(Beginning of Records to use)

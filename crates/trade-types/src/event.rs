//! Push-channel events
//!
//! Frames on the consensus socket are JSON objects whose kind is implied by
//! the fields present. They are classified exactly once, here, into a tagged
//! [`ConsensusEvent`]. An explicit `kind` (or `type`) field, when sent, pins
//! the classification.

use crate::consensus::{Block, ConfirmedTxs, ConsensusStatus, Vote};
use crate::error::DecodeError;
use crate::timefmt;
use chrono::{DateTime, Utc};
use serde::{Deserialize, Serialize};
use std::collections::BTreeSet;

/// One validator's vote on a transaction
#[derive(Debug, Clone, PartialEq, Eq, Serialize)]
#[serde(rename_all = "camelCase")]
pub struct VoteEvent {
    pub tx_id: String,
    pub validator_id: String,
    pub vote: Vote,
    pub sequence: u64,
    /// Status label the server asserts alongside the vote, if any
    #[serde(skip_serializing_if = "Option::is_none")]
    pub status: Option<ConsensusStatus>,
}

/// The server declared a transaction committed
#[derive(Debug, Clone, PartialEq, Eq, Serialize)]
#[serde(rename_all = "camelCase")]
pub struct CommitEvent {
    pub tx_id: String,
    pub sequence: u64,
}

/// A newly confirmed block
#[derive(Debug, Clone, PartialEq, Eq, Serialize)]
#[serde(rename_all = "camelCase")]
pub struct BlockEvent {
    pub height: u64,
    pub timestamp: Option<DateTime<Utc>>,
    pub confirmed_tx_ids: BTreeSet<String>,
    pub confirmed_count: u64,
}

impl From<BlockEvent> for Block {
    fn from(event: BlockEvent) -> Self {
        Block {
            height: event.height,
            timestamp: event.timestamp,
            confirmed_tx_ids: event.confirmed_tx_ids,
            confirmed_count: event.confirmed_count,
        }
    }
}

#[derive(Debug, Clone, PartialEq, Eq, Serialize)]
#[serde(tag = "kind", rename_all = "lowercase")]
pub enum ConsensusEvent {
    Vote(VoteEvent),
    Commit(CommitEvent),
    Block(BlockEvent),
}

/// Every field any frame kind may carry
#[derive(Debug, Deserialize)]
#[serde(rename_all = "camelCase")]
struct RawFrame {
    #[serde(default, alias = "type")]
    kind: Option<String>,
    tx_id: Option<String>,
    #[serde(alias = "nodeId", alias = "validator")]
    validator_id: Option<String>,
    vote: Option<Vote>,
    sequence: Option<u64>,
    status: Option<ConsensusStatus>,
    height: Option<u64>,
    #[serde(default, deserialize_with = "timefmt::deserialize_option")]
    timestamp: Option<DateTime<Utc>>,
    #[serde(alias = "confirmedTxs")]
    confirmed_tx_ids: Option<ConfirmedTxs>,
}

fn required<T>(value: Option<T>, field: &'static str) -> Result<T, DecodeError> {
    value.ok_or(DecodeError::MissingField(field))
}

fn required_id(value: Option<String>, field: &'static str) -> Result<String, DecodeError> {
    match value {
        Some(id) if !id.is_empty() => Ok(id),
        _ => Err(DecodeError::MissingField(field)),
    }
}

impl RawFrame {
    fn into_vote(self) -> Result<ConsensusEvent, DecodeError> {
        Ok(ConsensusEvent::Vote(VoteEvent {
            tx_id: required_id(self.tx_id, "txId")?,
            validator_id: required_id(self.validator_id, "validatorId")?,
            vote: required(self.vote, "vote")?,
            sequence: required(self.sequence, "sequence")?,
            status: self.status,
        }))
    }

    fn into_commit(self) -> Result<ConsensusEvent, DecodeError> {
        Ok(ConsensusEvent::Commit(CommitEvent {
            tx_id: required_id(self.tx_id, "txId")?,
            sequence: required(self.sequence, "sequence")?,
        }))
    }

    fn into_block(self) -> Result<ConsensusEvent, DecodeError> {
        let (confirmed_tx_ids, confirmed_count) = self
            .confirmed_tx_ids
            .map(ConfirmedTxs::into_parts)
            .unwrap_or_default();
        Ok(ConsensusEvent::Block(BlockEvent {
            height: required(self.height, "height")?,
            timestamp: self.timestamp,
            confirmed_tx_ids,
            confirmed_count,
        }))
    }

    fn classify(self) -> Result<ConsensusEvent, DecodeError> {
        match self.kind.as_deref() {
            Some("vote") => self.into_vote(),
            Some("commit") => self.into_commit(),
            Some("block") => self.into_block(),
            Some(other) => Err(DecodeError::UnknownKind(other.to_string())),
            None if self.height.is_some() => self.into_block(),
            None if self.vote.is_some() || self.validator_id.is_some() => self.into_vote(),
            None if self.tx_id.is_some() => self.into_commit(),
            None => Err(DecodeError::Unclassified),
        }
    }
}

impl ConsensusEvent {
    /// Decode a text frame
    pub fn decode(frame: &str) -> Result<Self, DecodeError> {
        let raw: RawFrame = serde_json::from_str(frame)?;
        raw.classify()
    }

    /// Decode a binary frame carrying UTF-8 JSON
    pub fn decode_bytes(frame: &[u8]) -> Result<Self, DecodeError> {
        let text = std::str::from_utf8(frame).map_err(|_| DecodeError::Utf8)?;
        Self::decode(text)
    }

    /// Transaction this event refers to; blocks refer to none
    pub fn tx_id(&self) -> Option<&str> {
        match self {
            ConsensusEvent::Vote(e) => Some(&e.tx_id),
            ConsensusEvent::Commit(e) => Some(&e.tx_id),
            ConsensusEvent::Block(_) => None,
        }
    }
}
//! Consensus state reconciler
//!
//! Pull responses, push events and connection changes all enter one queue
//! consumed by a single apply loop, which is the only writer of
//! [`ReconcilerState`]. Each drain of the queue publishes at most one new
//! [`ReconciledState`].
//!
//! Fetches run concurrently on the loop's task set and post their outcome
//! back into the queue tagged with the request id they were issued under.

use crate::channel::EventChannel;
use crate::quorum::QuorumRule;
use crate::state::{ReconciledState, ReconcilerState};
use crate::subscriptions::{SubscriptionId, Subscribers};
use crate::types::{ChannelStatus, ReconcilerConfig, ReconcilerStats};
use parking_lot::Mutex;
use pbft_api_client::{ApiError, SnapshotFetcher};
use pbft_trade_types::{ConsensusEvent, Snapshot, SnapshotKind};
use std::sync::Arc;
use std::time::Duration;
use tokio::sync::{mpsc, watch};
use tokio::task::{JoinHandle, JoinSet};

enum Input {
    Event(ConsensusEvent),
    Connection(ChannelStatus),
    Refresh(SnapshotKind),
    Fetched {
        kind: SnapshotKind,
        request_id: u64,
        attempt: u32,
        outcome: Result<Snapshot, ApiError>,
    },
    Retry {
        kind: SnapshotKind,
        request_id: u64,
        attempt: u32,
    },
}

/// The apply loop and everything only it touches
struct ApplyLoop {
    inputs: mpsc::UnboundedReceiver<Input>,
    /// Handed to fetch tasks so they can post results
    sender: mpsc::UnboundedSender<Input>,
    state: ReconcilerState,
    fetcher: Arc<dyn SnapshotFetcher>,
    rule: Arc<dyn QuorumRule>,
    config: ReconcilerConfig,
    published: watch::Sender<ReconciledState>,
    listeners: Arc<Subscribers<ReconciledState>>,
    stats: Arc<Mutex<ReconcilerStats>>,
    last_epoch: u64,
    tasks: JoinSet<()>,
}
/// Mutable state behind the reconciler's single apply path
pub struct ReconcilerState {
    results: BTreeMap<String, TrackedResult>,
    block: Option<Block>,
    history: Vec<TradeRecord>,
    balance: Option<f64>,
    /// Latest request id issued per snapshot kind
    latest_request: BTreeMap<SnapshotKind, u64>,
    next_request_id: u64,
    stale: StaleFlags,
    auth_required: bool,
    max_tracked_results: usize,
    stats: ReconcilerStats,
}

(End of Records to use)

■ **Assignment**:
Whenever a line in the records above contains the string "tasks", copy that line.

■ **Expected output**:
    /// Handed to fetch tasks so they can post results
    tasks: JoinSet<()>,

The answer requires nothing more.